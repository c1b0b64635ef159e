//! Intake, validation and lookup behaviour of the service facade.

mod common;

use common::*;
use controlmap::catalog::CheckQuery;
use controlmap::error::{ControlMapError, ValidationError};
use controlmap::MapRequest;

fn harness() -> TestHarness {
    TestHarness::new(ScriptedAgent::new())
}

#[test]
fn test_upload_extracts_preview() {
    let harness = harness();
    let upload = harness.upload();

    assert_eq!(upload.filename, "framework.txt");
    assert!(upload.preview.starts_with("1.1 Ensure MFA"));
    assert!(upload.size_bytes > 0);
    assert_eq!(harness.service.health().uploads, 1);
}

#[test]
fn test_upload_rejects_unsupported_extension() {
    let harness = harness();

    match harness.service.upload("framework.docx", b"content") {
        Err(ControlMapError::Validation(ValidationError::UnsupportedFileType { extension, .. })) => {
            assert_eq!(extension, ".docx");
        }
        other => panic!("unexpected {:?}", other.map(|u| u.upload_id)),
    }
}

#[test]
fn test_upload_rejects_empty_file() {
    let harness = harness();

    assert!(matches!(
        harness.service.upload("framework.txt", b""),
        Err(ControlMapError::Validation(ValidationError::EmptyFile))
    ));
    assert_eq!(harness.service.health().uploads, 0);
}

#[test]
fn test_configure_unknown_upload() {
    let harness = harness();
    let request = ConfigureRequestBuilder::new("missing").build();

    assert!(matches!(
        harness.service.configure(request),
        Err(ControlMapError::NotFound { kind: "Upload", .. })
    ));
}

#[test]
fn test_configure_reports_check_counts() {
    let harness = harness();
    let upload = harness.upload();
    let response = harness.configure(&upload.upload_id, &["aws", "gcp"]);

    assert_eq!(response.providers.len(), 2);
    assert_eq!(response.providers[0].name, "aws");
    assert_eq!(response.providers[0].check_count, 2);
    assert_eq!(response.total_checks, 3);
}

#[test]
fn test_configure_unknown_provider() {
    let harness = harness();
    let upload = harness.upload();
    let request = ConfigureRequestBuilder::new(&upload.upload_id)
        .providers(&["aws", "oraclecloud"])
        .build();

    match harness.service.configure(request) {
        Err(ControlMapError::Validation(ValidationError::UnknownProvider { provider, available })) => {
            assert_eq!(provider, "oraclecloud");
            assert!(available.contains("aws"));
        }
        other => panic!("unexpected {:?}", other.map(|c| c.configuration_id)),
    }
}

#[test]
fn test_configure_rejects_empty_selection() {
    let harness = harness();
    let upload = harness.upload();
    let request = ConfigureRequestBuilder::new(&upload.upload_id)
        .providers(&[])
        .build();

    assert!(matches!(
        harness.service.configure(request),
        Err(ControlMapError::Validation(ValidationError::NoProviders))
    ));
}

#[test]
fn test_start_batch_with_mismatched_upload() {
    let harness = harness();
    let first = harness.upload();
    let second = harness.upload();
    let configuration = harness.configure(&first.upload_id, &["aws"]);

    let result = harness.service.start_batch(&MapRequest {
        upload_id: second.upload_id,
        configuration_id: configuration.configuration_id,
    });
    assert!(matches!(
        result,
        Err(ControlMapError::Validation(ValidationError::UploadMismatch))
    ));
    assert_eq!(harness.service.health().batches, 0);
}

#[test]
fn test_start_batch_unknown_configuration() {
    let harness = harness();
    let upload = harness.upload();

    assert!(matches!(
        harness.service.start_batch(&MapRequest {
            upload_id: upload.upload_id,
            configuration_id: "nope".to_string(),
        }),
        Err(ControlMapError::NotFound { kind: "Configuration", .. })
    ));
}

#[test]
fn test_lookups_of_unknown_ids() {
    let harness = harness();

    assert!(matches!(
        harness.service.batch_status("nope"),
        Err(ControlMapError::NotFound { kind: "Batch", .. })
    ));
    assert!(matches!(
        harness.service.job_status("nope"),
        Err(ControlMapError::NotFound { kind: "Job", .. })
    ));
    assert!(matches!(
        harness.service.archive("nope"),
        Err(ControlMapError::NotFound { kind: "Batch", .. })
    ));
    assert!(matches!(
        harness.service.cancel("nope"),
        Err(ControlMapError::NotFound { kind: "Batch", .. })
    ));
}

#[tokio::test]
async fn test_artifact_kind_and_availability() {
    let harness = TestHarness::new(ScriptedAgent::new().reply("aws", Reply::Hang));
    let response = harness.start(&["aws"]);
    let job_id = &response.job_ids[0];

    assert!(matches!(
        harness.service.artifact(job_id, "pdf"),
        Err(ControlMapError::Validation(ValidationError::InvalidArtifactKind(_)))
    ));
    assert!(matches!(
        harness.service.artifact(job_id, "json"),
        Err(ControlMapError::NotFound { kind: "Artifact", .. })
    ));
    assert!(matches!(
        harness.service.artifact("nope", "json"),
        Err(ControlMapError::NotFound { kind: "Job", .. })
    ));

    harness.service.shutdown().await;
}

#[tokio::test]
async fn test_cancel_before_run_fails_every_job() {
    let harness = harness();
    let upload = harness.upload();
    let configuration = harness.configure(&upload.upload_id, &["aws", "gcp"]);

    let batch = harness
        .service
        .orchestrator()
        .create_batch(&configuration.configuration_id)
        .unwrap();
    let status = harness.service.cancel(&batch.id).unwrap();

    assert!(status
        .jobs
        .iter()
        .all(|j| j.error_message.as_deref() == Some("cancelled before start")));
    assert!(harness.agent.calls().is_empty());
    assert!(matches!(
        harness.service.orchestrator().run(&batch.id),
        Err(ControlMapError::Conflict(_))
    ));
}

#[test]
fn test_list_providers_and_checks() {
    let harness = harness();

    let providers = harness.service.list_providers();
    let names: Vec<&str> = providers.iter().map(|p| p.name.as_str()).collect();
    assert_eq!(names, ["aws", "azure", "gcp"]);

    let query = CheckQuery {
        service: Some("iam".to_string()),
        ..CheckQuery::all()
    };
    let page = harness.service.list_checks("aws", &query).unwrap();
    assert_eq!(page.total, 1);
    assert_eq!(page.checks[0].check_id, "iam_root_mfa_enabled");

    assert!(matches!(
        harness.service.list_checks("nhn", &CheckQuery::all()),
        Err(ControlMapError::NotFound { kind: "Provider", .. })
    ));
}

#[test]
fn test_health() {
    let harness = harness();
    let health = harness.service.health();

    assert_eq!(health.status, "healthy");
    assert_eq!(health.providers, 3);
    assert_eq!(health.batches, 0);
    assert_eq!(health.active_batches, 0);
}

+---+

**Work instructions**:
Show every line in the records above that contains the word "Some".

**Expected output**:
        .all(|j| j.error_message.as_deref() == Some("cancelled before start")));
        service: Some("iam".to_string()),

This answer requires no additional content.